━━ RECORDS FOR PROCESSING ━━
impl Engine {
    pub fn new(
        llm: Arc<dyn TextCompleter>,
        repos: Arc<dyn RepositorySource>,
        search: Arc<dyn WebSearcher>,
        settings: EngineSettings,
    ) -> Self {
        Engine {
            llm,
            repos,
            search,
            settings,
        }
    }

    fn step_context(&self) -> StepContext<'_> {
        StepContext {
            llm: self.llm.as_ref(),
            repos: self.repos.as_ref(),
            search: self.search.as_ref(),
            extract_retries: self.settings.extract_retries,
        }
    }

    /// Runs one evaluation end to end. `Err` carries the partial state so the
    /// caller can still report what was gathered before the abort.
    pub async fn run(&self, input: EvaluationInput) -> Result<WorkflowState, RunFailure> {
        let deadline = Instant::now() + self.settings.run_deadline;
        let mut state = WorkflowState::new(
            input.candidate_name,
            input.resume_text,
            input.job_description_text,
            input.warnings,
        );
        let ctx = self.step_context();

        info!(candidate = %state.candidate_name, "starting evaluation run");

        // Resume Parse. A model or validation failure here is fatal; only
        // deadline expiry degrades to a default.
        match run_step(
            deadline,
            nodes::parse_resume(&ctx, &state.candidate_name, &state.resume_text),
        )
        .await
        {
            StepRun::Done(Ok(parsed)) => state.parsed_resume = Some(parsed),
            StepRun::Done(Err(error)) => {
                error!(%error, "resume parsing failed, aborting run");
                return Err(RunFailure { state, error });
            }
            StepRun::Expired => {
                state.warn(nodes::STEP_RESUME_PARSE, DEADLINE_MSG);
                state.parsed_resume = Some(ParsedResume::default());
            }
        }

        // Job Parse. An empty job description skips the model entirely.
        if state.job_description_text.trim().is_empty() {
            state.warn(
                nodes::STEP_JOB_PARSE,
                "no job description provided, requirements left empty",
            );
            state.parsed_job = Some(ParsedJob::default());
        } else {
            match run_step(
                deadline,
                nodes::parse_job(&ctx, &state.job_description_text),
            )
            .await
            {
                StepRun::Done(Ok(parsed)) => state.parsed_job = Some(parsed),
                StepRun::Done(Err(error)) => {
                    error!(%error, "job parsing failed, aborting run");
                    return Err(RunFailure { state, error });
                }
                StepRun::Expired => {
                    state.warn(nodes::STEP_JOB_PARSE, DEADLINE_MSG);
                    state.parsed_job = Some(ParsedJob::default());
                }
            }
        }

        // Router. Evaluated once; the decision is fixed for the run.
        let run_code_host = match Router::should_run_code_host_research(&state) {
            Ok(decision) => decision,
            Err(error) => return Err(RunFailure { state, error }),
        };
        let identity = if run_code_host {
            match Router::code_host_identity(&state) {
                Ok(identity) => identity,
                Err(error) => return Err(RunFailure { state, error }),
            }
        } else {
            None
        };
        info!(run_code_host, "router decision fixed");

        // Research branches run concurrently; each keeps its own warning list
        // so the merged order stays deterministic (code host first).
        let mut code_host_warnings: Vec<Warning> = Vec::new();
        let mut web_warnings: Vec<Warning> = Vec::new();
        let (code_host_run, web_run) = tokio::join!(
            async {
                match identity.as_ref() {
                    Some(identity) => Some(
                        run_step(
                            deadline,
                            nodes::code_host_research(
                                &ctx,
                                &state.candidate_name,
                                identity,
                                &mut code_host_warnings,
                            ),
                        )
                        .await,
                    ),
                    None => None,
                }
            },
            run_step(
                deadline,
                nodes::web_research(
                    &ctx,
                    &state.candidate_name,
                    identity.as_ref(),
                    &mut web_warnings,
                ),
            ),
        );

        state.warnings.append(&mut code_host_warnings);
        if let Some(run) = code_host_run {
            match run {
                StepRun::Done(Ok(research)) => state.code_host_research = Some(research),
                StepRun::Done(Err(error)) => {
                    // Explicit absence: the field stays unset and serializes
                    // as null downstream.
                    warn!(%error, "code-host research failed, continuing without it");
                    state.warn(
                        nodes::STEP_CODE_HOST_RESEARCH,
                        format!("research unavailable: {error}"),
                    );
                }
                StepRun::Expired => {
                    state.warn(nodes::STEP_CODE_HOST_RESEARCH, DEADLINE_MSG);
                }
            }
        }

        state.warnings.append(&mut web_warnings);
        match web_run {
            StepRun::Done(Ok(research)) => state.web_research = Some(research),
            StepRun::Done(Err(error)) => {
                warn!(%error, "web research failed, continuing with an empty record");
                state.warn(
                    nodes::STEP_WEB_RESEARCH,
                    format!("research defaulted: {error}"),
                );
                state.web_research = Some(WebResearch::default());
            }
            StepRun::Expired => {
                state.warn(nodes::STEP_WEB_RESEARCH, DEADLINE_MSG);
                state.web_research = Some(WebResearch::default());
            }
        }

        // Profile Build is a pure merge and cannot fail.
        info!(step = nodes::STEP_PROFILE_BUILD, "building candidate profile");
        let profile = nodes::build_candidate_profile(&state);
        state.candidate_profile = Some(profile.clone());
        let job = state.parsed_job.clone().unwrap_or_default();

        match run_step(deadline, nodes::compare(&ctx, &profile, &job)).await {
            StepRun::Done(Ok(comparison)) => state.comparison = Some(comparison),
            StepRun::Done(Err(error)) => {
                warn!(%error, "comparison failed, defaulting");
                state.warn(
                    nodes::STEP_COMPARISON,
                    format!("comparison defaulted: {error}"),
                );
                state.comparison = Some(Comparison::default());
            }
            StepRun::Expired => {
                state.warn(nodes::STEP_COMPARISON, DEADLINE_MSG);
                state.comparison = Some(Comparison::default());
            }
        }
        let comparison = state.comparison.clone().unwrap_or_default();

        match run_step(
            deadline,
            nodes::final_decision(&ctx, &profile, &job, &comparison),
        )
        .await
        {
            StepRun::Done(Ok(decision)) => state.final_decision = Some(decision),
            StepRun::Done(Err(error)) => {
                warn!(%error, "final decision failed, defaulting");
                state.warn(
                    nodes::STEP_FINAL_DECISION,
                    format!("decision defaulted: {error}"),
                );
                state.final_decision = Some(FinalDecision::default());
            }
            StepRun::Expired => {
                state.warn(nodes::STEP_FINAL_DECISION, DEADLINE_MSG);
                state.final_decision = Some(FinalDecision::default());
            }
        }

        info!(
            candidate = %state.candidate_name,
            fit_score = ?state.final_decision.as_ref().map(|d| d.fit_score),
            warnings = state.warnings.len(),
            "evaluation run complete"
        );
        Ok(state)
    }
}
━━━
WORK INSTRUCTION —
Looking at the records above, say how many lines contain the string "fixed". Give the number and no other words.

SOLUTION FOR THIS EXERCISE —
2